Exercise requirements:
Among the records, find the lines that hold the string "TooManyMines" and return them.

Supplied data:

----

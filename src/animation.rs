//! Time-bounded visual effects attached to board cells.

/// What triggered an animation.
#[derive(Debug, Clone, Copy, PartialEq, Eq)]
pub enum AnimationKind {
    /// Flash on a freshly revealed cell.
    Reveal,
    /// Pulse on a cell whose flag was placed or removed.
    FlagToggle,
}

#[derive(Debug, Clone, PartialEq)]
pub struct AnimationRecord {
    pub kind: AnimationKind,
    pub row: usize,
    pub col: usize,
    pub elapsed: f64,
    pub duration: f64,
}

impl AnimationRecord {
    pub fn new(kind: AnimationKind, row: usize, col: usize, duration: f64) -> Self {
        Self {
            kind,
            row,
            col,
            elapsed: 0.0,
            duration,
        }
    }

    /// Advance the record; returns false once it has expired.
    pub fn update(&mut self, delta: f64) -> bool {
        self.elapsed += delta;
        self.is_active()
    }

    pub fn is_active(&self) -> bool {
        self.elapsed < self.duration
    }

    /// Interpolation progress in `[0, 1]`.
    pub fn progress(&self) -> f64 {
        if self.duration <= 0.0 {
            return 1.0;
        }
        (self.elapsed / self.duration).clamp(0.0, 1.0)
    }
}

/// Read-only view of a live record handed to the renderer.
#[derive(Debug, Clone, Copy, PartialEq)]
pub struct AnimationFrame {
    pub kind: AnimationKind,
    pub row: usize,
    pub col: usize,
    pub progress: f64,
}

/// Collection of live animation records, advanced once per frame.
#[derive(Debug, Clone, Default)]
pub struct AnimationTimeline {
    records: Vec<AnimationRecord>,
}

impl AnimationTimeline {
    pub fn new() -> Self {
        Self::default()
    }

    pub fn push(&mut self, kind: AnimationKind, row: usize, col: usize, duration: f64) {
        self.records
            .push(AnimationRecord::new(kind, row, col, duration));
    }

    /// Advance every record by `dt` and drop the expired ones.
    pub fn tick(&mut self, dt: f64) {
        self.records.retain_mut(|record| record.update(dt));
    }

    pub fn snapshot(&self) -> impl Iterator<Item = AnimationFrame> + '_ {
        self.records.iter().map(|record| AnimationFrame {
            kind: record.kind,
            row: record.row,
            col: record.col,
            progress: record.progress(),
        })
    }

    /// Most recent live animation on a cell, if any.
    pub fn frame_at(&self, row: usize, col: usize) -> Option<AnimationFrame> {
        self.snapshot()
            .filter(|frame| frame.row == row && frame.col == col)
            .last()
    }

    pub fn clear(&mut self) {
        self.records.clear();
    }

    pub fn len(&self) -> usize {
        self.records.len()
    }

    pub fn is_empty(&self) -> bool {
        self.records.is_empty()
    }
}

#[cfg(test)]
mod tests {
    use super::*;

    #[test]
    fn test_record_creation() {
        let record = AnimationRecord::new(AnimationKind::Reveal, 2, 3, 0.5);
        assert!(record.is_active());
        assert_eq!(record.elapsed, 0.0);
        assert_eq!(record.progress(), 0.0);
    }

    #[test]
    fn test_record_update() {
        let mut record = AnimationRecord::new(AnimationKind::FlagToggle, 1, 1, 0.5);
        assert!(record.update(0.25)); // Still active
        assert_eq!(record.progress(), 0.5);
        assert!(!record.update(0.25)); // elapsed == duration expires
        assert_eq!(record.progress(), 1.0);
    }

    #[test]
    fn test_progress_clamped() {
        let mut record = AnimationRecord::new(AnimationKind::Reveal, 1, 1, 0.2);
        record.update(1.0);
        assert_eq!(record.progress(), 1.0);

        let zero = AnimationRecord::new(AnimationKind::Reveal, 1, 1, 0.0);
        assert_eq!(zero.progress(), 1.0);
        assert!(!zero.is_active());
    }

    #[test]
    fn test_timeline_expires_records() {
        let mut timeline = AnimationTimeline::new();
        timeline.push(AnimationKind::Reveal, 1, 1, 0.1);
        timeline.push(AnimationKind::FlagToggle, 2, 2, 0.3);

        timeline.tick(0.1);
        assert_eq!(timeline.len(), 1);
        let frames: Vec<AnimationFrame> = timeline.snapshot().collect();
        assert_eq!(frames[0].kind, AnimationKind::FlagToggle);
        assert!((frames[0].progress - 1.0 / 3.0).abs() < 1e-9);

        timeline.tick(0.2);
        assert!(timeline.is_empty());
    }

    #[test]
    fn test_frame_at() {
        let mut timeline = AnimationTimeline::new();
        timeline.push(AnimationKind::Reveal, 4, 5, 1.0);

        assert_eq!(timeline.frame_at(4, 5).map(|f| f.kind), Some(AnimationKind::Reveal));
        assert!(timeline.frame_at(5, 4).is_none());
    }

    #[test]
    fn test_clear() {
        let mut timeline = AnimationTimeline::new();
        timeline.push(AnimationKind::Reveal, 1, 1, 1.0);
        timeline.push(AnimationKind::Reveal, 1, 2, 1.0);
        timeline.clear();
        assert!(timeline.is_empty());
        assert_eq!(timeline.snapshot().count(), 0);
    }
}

----

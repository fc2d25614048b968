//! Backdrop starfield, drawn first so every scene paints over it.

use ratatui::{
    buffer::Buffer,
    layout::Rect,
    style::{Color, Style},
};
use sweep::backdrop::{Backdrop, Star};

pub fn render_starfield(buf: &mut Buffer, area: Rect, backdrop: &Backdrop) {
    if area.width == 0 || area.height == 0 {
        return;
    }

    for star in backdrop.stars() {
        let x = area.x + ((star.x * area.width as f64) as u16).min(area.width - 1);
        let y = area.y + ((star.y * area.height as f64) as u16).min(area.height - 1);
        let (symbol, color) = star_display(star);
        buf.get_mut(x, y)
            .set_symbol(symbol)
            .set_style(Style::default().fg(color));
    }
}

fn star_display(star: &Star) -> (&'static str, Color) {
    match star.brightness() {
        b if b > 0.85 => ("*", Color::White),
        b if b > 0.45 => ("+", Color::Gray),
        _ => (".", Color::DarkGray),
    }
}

----

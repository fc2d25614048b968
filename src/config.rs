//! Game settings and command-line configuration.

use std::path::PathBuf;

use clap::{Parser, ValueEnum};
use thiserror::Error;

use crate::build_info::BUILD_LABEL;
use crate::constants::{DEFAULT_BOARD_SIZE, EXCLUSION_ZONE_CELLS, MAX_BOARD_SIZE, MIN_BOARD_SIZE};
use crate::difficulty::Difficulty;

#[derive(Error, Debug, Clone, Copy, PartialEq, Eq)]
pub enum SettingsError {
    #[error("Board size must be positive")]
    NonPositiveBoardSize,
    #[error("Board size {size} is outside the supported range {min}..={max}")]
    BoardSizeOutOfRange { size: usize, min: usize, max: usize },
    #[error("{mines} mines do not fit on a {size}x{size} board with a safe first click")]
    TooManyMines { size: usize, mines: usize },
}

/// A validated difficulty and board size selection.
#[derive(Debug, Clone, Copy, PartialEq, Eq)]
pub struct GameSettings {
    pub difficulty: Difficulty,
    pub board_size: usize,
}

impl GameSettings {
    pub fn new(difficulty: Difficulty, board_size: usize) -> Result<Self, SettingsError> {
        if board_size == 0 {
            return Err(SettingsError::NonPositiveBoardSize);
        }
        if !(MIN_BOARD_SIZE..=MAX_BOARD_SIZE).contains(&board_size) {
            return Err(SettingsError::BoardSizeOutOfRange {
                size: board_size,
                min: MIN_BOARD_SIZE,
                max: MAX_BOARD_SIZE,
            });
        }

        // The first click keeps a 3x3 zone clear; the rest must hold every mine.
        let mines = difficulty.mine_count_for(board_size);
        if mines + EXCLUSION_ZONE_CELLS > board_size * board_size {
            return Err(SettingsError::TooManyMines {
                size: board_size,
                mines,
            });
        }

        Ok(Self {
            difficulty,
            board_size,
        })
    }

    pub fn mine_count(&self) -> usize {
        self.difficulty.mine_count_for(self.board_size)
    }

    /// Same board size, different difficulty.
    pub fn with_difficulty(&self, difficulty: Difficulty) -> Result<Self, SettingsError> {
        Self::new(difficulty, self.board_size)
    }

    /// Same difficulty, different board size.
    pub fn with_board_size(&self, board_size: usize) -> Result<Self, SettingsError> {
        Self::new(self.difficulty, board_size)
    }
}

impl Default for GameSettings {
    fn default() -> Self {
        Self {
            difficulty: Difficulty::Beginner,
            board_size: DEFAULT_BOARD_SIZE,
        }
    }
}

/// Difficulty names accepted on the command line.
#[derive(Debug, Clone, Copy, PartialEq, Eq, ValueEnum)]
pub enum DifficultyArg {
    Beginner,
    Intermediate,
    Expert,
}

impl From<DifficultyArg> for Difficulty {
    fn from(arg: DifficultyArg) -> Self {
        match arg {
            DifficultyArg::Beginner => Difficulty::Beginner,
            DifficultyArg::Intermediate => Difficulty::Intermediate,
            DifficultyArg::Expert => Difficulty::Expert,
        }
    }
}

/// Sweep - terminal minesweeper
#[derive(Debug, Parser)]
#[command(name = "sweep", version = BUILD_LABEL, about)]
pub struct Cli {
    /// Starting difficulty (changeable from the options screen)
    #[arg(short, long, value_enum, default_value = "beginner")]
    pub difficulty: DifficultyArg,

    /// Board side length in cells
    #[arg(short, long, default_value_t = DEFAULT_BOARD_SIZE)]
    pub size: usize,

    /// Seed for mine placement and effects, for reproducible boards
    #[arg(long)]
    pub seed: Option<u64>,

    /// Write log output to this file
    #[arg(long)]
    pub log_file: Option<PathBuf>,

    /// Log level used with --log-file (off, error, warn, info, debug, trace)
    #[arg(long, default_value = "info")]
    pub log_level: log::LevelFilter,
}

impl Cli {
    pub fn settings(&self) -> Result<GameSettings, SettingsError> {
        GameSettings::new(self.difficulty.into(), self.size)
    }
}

----

Problem solution:
    TooManyMines { size: usize, mines: usize },
            return Err(SettingsError::TooManyMines {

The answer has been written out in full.